Rome has always been Italy’s go-to city for epic evening adventures. Whether it’s a romantic rooftop drink, dinner in a boisterous restaurant, or dancing into the wee hours, Roman nightlife has always been a scene set for a movie.

Director Federico Fellini immortalized nocturnal Rome in his many films about life in the Eternal City. Satyricon showcased Lucullan all-night banquets (and some more naughty entertainments) of the days of the emperors, while La Dolce Vita flaunted nightclubs and paparazzi of the city's Hollywood-on-the-Tiber era. And as the director lovingly showed in Fellini's Roma, the city’s streets and piazzas offered the best place for parties and alfresco dinners. Many visitors would agree with Fellini: Rome, the city, is entertainment enough. The city's piazzas, fountains, and delicately colored palazzos make impressive backdrops for Rome's living theater. And Rome is a flirt, taking advantage of its spectacular cityscape, transforming ancient, Renaissance, and contemporary monuments into settings for the performing arts, whether outdoors in summer or in splendid palaces and churches in winter. Held at locations such as Villa Celimontana, Teatro dell’Opera, the Baths of Caracalla, or the church of Sant'Ignazio, the venue often steals the show.

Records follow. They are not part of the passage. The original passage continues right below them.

//! Tessellation of recorded primitives into triangles

use glam::Vec2;
use std::f32::consts::TAU;

use super::canvas::{DrawCommand, DrawList, Rgba};
use super::vertex::Vertex;

/// Width of a stroked line in pixels
pub const LINE_WIDTH: f32 = 1.0;

const MIN_SEGMENTS: u32 = 8;
const MAX_SEGMENTS: u32 = 48;

/// Text placed over the triangle layer by the host
#[derive(Debug, Clone, PartialEq)]
pub struct TextLabel {
    pub origin: Vec2,
    pub text: String,
    pub color: Rgba,
}

/// One frame ready for upload
#[derive(Debug, Clone, Default)]
pub struct Tessellation {
    /// Triangle list in draw order, pixel coordinates
    pub vertices: Vec<Vertex>,
    pub labels: Vec<TextLabel>,
}

/// Circle segment count; small shadow dabs stay cheap
pub fn segments_for(radius: f32) -> u32 {
    ((radius * 0.75) as u32).clamp(MIN_SEGMENTS, MAX_SEGMENTS)
}

/// Triangle fan of a filled circle, appended to `out`
pub fn circle(out: &mut Vec<Vertex>, center: Vec2, radius: f32, color: Rgba, segments: u32) {
    out.reserve((segments * 3) as usize);
    for i in 0..segments {
        let theta1 = (i as f32 / segments as f32) * TAU;
        let theta2 = ((i + 1) as f32 / segments as f32) * TAU;

        out.push(Vertex::at(center, color));
        out.push(Vertex::at(
            center + radius * Vec2::new(theta1.cos(), theta1.sin()),
            color,
        ));
        out.push(Vertex::at(
            center + radius * Vec2::new(theta2.cos(), theta2.sin()),
            color,
        ));
    }
}

/// Two triangles covering an axis-aligned rectangle
pub fn rect(out: &mut Vec<Vertex>, origin: Vec2, size: Vec2, color: Rgba) {
    let a = origin;
    let b = origin + Vec2::new(size.x, 0.0);
    let c = origin + size;
    let d = origin + Vec2::new(0.0, size.y);
    quad(out, [a, b, c, d], color);
}

/// Segment stroked as a quad `width` pixels wide
pub fn line(out: &mut Vec<Vertex>, from: Vec2, to: Vec2, width: f32, color: Rgba) {
    let dir = (to - from).normalize_or_zero();
    let perp = Vec2::new(-dir.y, dir.x) * (width * 0.5);
    quad(out, [from + perp, to + perp, to - perp, from - perp], color);
}

fn quad(out: &mut Vec<Vertex>, [a, b, c, d]: [Vec2; 4], color: Rgba) {
    out.extend([a, b, c, c, d, a].map(|p| Vertex::at(p, color)));
}

/// Convert a recorded frame into triangles plus text labels
pub fn tessellate(list: &DrawList) -> Tessellation {
    let mut out = Tessellation::default();
    for cmd in list.commands() {
        match cmd {
            DrawCommand::Circle {
                center,
                radius,
                color,
            } => circle(
                &mut out.vertices,
                *center,
                *radius,
                *color,
                segments_for(*radius),
            ),
            DrawCommand::Rect {
                origin,
                size,
                color,
            } => rect(&mut out.vertices, *origin, *size, *color),
            DrawCommand::Line { from, to, color } => {
                line(&mut out.vertices, *from, *to, LINE_WIDTH, *color)
            }
            DrawCommand::Text {
                origin,
                text,
                color,
            } => out.labels.push(TextLabel {
                origin: *origin,
                text: text.clone(),
                color: *color,
            }),
        }
    }
    out
}
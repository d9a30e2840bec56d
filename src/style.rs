//! Style property descriptors and the values each one sweeps over.
//!
//! A descriptor names one CSS property and says how to enumerate its values:
//! a numeric range with a unit, an explicit list of strings, or the built-in
//! colour palette. The `type` field picks the variant; fields belonging to the
//! other variants are ignored.

use log::warn;
use serde::Deserialize;

/// The 16 CSS basic colour keywords, used by `color` descriptors.
pub const COLOR_PALETTE: &[&str] = &[
    "black", "silver", "gray", "white", "maroon", "red", "purple", "fuchsia", "green", "lime",
    "olive", "yellow", "navy", "blue", "teal", "aqua",
];

/// One style property and the sweep of values to apply to it
#[derive(Debug, Clone, PartialEq, Deserialize)]
pub struct PropertyDescriptor {
    /// CSS property name, e.g. `font-size`
    pub name: String,
    #[serde(flatten)]
    pub kind: PropertyKind,
}

/// How a descriptor produces its values
#[derive(Debug, Clone, PartialEq, Deserialize)]
#[serde(tag = "type", rename_all = "lowercase")]
pub enum PropertyKind {
    /// `min + i * increment` for `i` in `[0, round((max - min) / increment))`
    Number {
        min: f64,
        max: f64,
        increment: f64,
        #[serde(default)]
        measure_unit: String,
    },
    /// An explicit, ordered list of values
    String { values: Vec<String> },
    /// The built-in [`COLOR_PALETTE`]
    Color,
    /// Any other `type`; produces no values
    #[serde(other)]
    Unknown,
}

impl PropertyDescriptor {
    pub fn number(name: &str, min: f64, max: f64, increment: f64, measure_unit: &str) -> Self {
        Self {
            name: name.to_string(),
            kind: PropertyKind::Number {
                min,
                max,
                increment,
                measure_unit: measure_unit.to_string(),
            },
        }
    }

    pub fn strings<S: Into<String>>(name: &str, values: impl IntoIterator<Item = S>) -> Self {
        Self {
            name: name.to_string(),
            kind: PropertyKind::String {
                values: values.into_iter().map(Into::into).collect(),
            },
        }
    }

    pub fn color(name: &str) -> Self {
        Self {
            name: name.to_string(),
            kind: PropertyKind::Color,
        }
    }

    /// Enumerate the concrete values for this property, in order.
    pub fn values(&self) -> Vec<String> {
        match &self.kind {
            PropertyKind::Number {
                min,
                max,
                increment,
                measure_unit,
            } => number_values(&self.name, *min, *max, *increment, measure_unit),
            PropertyKind::String { values } => values.clone(),
            PropertyKind::Color => COLOR_PALETTE.iter().map(|c| c.to_string()).collect(),
            PropertyKind::Unknown => {
                warn!("Property '{}' has an unrecognized type; it yields no values", self.name);
                Vec::new()
            }
        }
    }
}

/// Free-function form of [`PropertyDescriptor::values`].
pub fn generate_values(descriptor: &PropertyDescriptor) -> Vec<String> {
    descriptor.values()
}

// The upper bound is excluded: n steps starting at min, never min + n * increment.
fn number_values(name: &str, min: f64, max: f64, increment: f64, unit: &str) -> Vec<String> {
    let steps = ((max - min) / increment).round_ties_even();
    if !steps.is_finite() || steps <= 0.0 {
        warn!(
            "Property '{}' range min={} max={} increment={} yields no values",
            name, min, max, increment
        );
        return Vec::new();
    }

    (0..steps as u64)
        .map(|i| format!("{}{}", min + i as f64 * increment, unit))
        .collect()
}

Of all the performing arts, music is what Rome does best to entertain people, whether it’s opera, jazz, or disco. The cinema is also a big draw, particularly for Italian-language speakers, and there's a fantastic array of other options. Toast the sunset with prosecco while overlooking a 1st-century temple. Enjoy an evening reading in the Roman Forum or a live performance of Shakespeare in the Globe theater in Villa Borghese park. Top off the night in your choice of Rome's many bars and dance clubs. When all else fails, there's always late-night café-sitting, watching the colorful crowds parade by on a gorgeous piazza—it's great fun, even if you don't speak the language. Little wonder Rome inspired Fellini to make people-watching into an art form in his famous films.


Handmade leather goods are among the best things to splurge on in Rome—excellent workmanship and attention to detail are the norm, and you’ll find beautifully constructed jackets, shoes, gloves, handbags, and more. You can even have items made to order at artisan workshops.